Day 22 07:30, local time
Another day dawns.
He could tell that he’d been a man of habit, for he spent each morning making a check of his humble home, room to room. Looking and feeling for anything that may have been changed, for signs of anyone having made an attempt to break in. Satisfied that his abode was indeed as he had left it before his slumber - what little time he seemed to be able to spend in Elysium in between the nightmares - he would make a round of the outside of his dwelling.
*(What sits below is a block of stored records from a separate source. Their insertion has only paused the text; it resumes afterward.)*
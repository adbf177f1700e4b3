//! User accounts and their cached gamification aggregates

use chrono::{DateTime, NaiveDate, Utc};
use serde::{Deserialize, Serialize};
use uuid::Uuid;

pub type UserId = Uuid;

/// Account category. Only players take part in rankings.
#[derive(Debug, Clone, Copy, PartialEq, Eq, Hash, Serialize, Deserialize)]
#[serde(rename_all = "lowercase")]
pub enum AccountKind {
    /// Regular visitor account
    Player,
    /// Employee of a listed establishment
    Employee,
    /// Platform staff (moderators, admins)
    Staff,
}

impl AccountKind {
    pub fn as_str(&self) -> &'static str {
        match self {
            Self::Player => "player",
            Self::Employee => "employee",
            Self::Staff => "staff",
        }
    }

    pub fn from_db(s: &str) -> Option<Self> {
        match s {
            "player" => Some(Self::Player),
            "employee" => Some(Self::Employee),
            "staff" => Some(Self::Staff),
            _ => None,
        }
    }

    /// Non-player accounts never appear on a leaderboard
    pub fn is_player(&self) -> bool {
        matches!(self, Self::Player)
    }
}

impl std::fmt::Display for AccountKind {
    fn fmt(&self, f: &mut std::fmt::Formatter<'_>) -> std::fmt::Result {
        write!(f, "{}", self.as_str())
    }
}

/// A user row with its cached XP, level and streak
#[derive(Debug, Clone, Serialize, Deserialize)]
pub struct User {
    pub id: UserId,
    pub display_name: String,
    pub account_kind: AccountKind,
    pub total_xp: i64,
    pub level: u32,
    /// Reset to zero on the first of every month
    pub monthly_xp: i64,
    pub current_streak: u32,
    pub longest_streak: u32,
    pub last_activity_date: Option<NaiveDate>,
    /// Soft deactivation flag; users are never deleted
    pub active: bool,
    pub created_at: DateTime<Utc>,
}

/// Registration payload
#[derive(Debug, Clone)]
pub struct NewUser {
    pub id: UserId,
    pub display_name: String,
    pub account_kind: AccountKind,
}

impl NewUser {
    pub fn player(display_name: impl Into<String>) -> Self {
        Self {
            id: Uuid::new_v4(),
            display_name: display_name.into(),
            account_kind: AccountKind::Player,
        }
    }

    pub fn with_kind(display_name: impl Into<String>, account_kind: AccountKind) -> Self {
        Self {
            id: Uuid::new_v4(),
            display_name: display_name.into(),
            account_kind,
        }
    }
}

#[cfg(test)]
mod tests {
    use super::*;

    #[test]
    fn test_account_kind_roundtrip_and_player_flag() {
        for kind in [AccountKind::Player, AccountKind::Employee, AccountKind::Staff] {
            assert_eq!(AccountKind::from_db(kind.as_str()), Some(kind));
        }
        assert!(AccountKind::Player.is_player());
        assert!(!AccountKind::Employee.is_player());
        assert!(!AccountKind::Staff.is_player());
        assert_eq!(AccountKind::from_db("visitor"), None);
    }
}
He would carefully trace his way around the outer walls, looking for any suggestion that anyone, anything … anypony, he corrected himself, had been sneaking around the residence during the night. He paid close attention to leaves, the grass, sticks, patterns in the dew on the ground, signs of anything having been moved. Even a slight change in the direction of an ant trail would catch his attention.
He felt driven to perform these checks each day. It was an odd, unsettling compulsion that pushed from within his mind. There had been one day where he had tried to force himself not to make these ‘rounds’ as he called them and that had proven to be a disaster. When Twilight had arrived to meet with him, he had spent the entire encounter in a state of high anxiety. In the end, he’d had to beg her to allow him to check the property. She had been confused, but acquiesced to his frightened request, and then proceeded to drive him half mad with a plethora of impertinent questions as he tried his best to scratch the compulsive itch that sat within his tortured mind.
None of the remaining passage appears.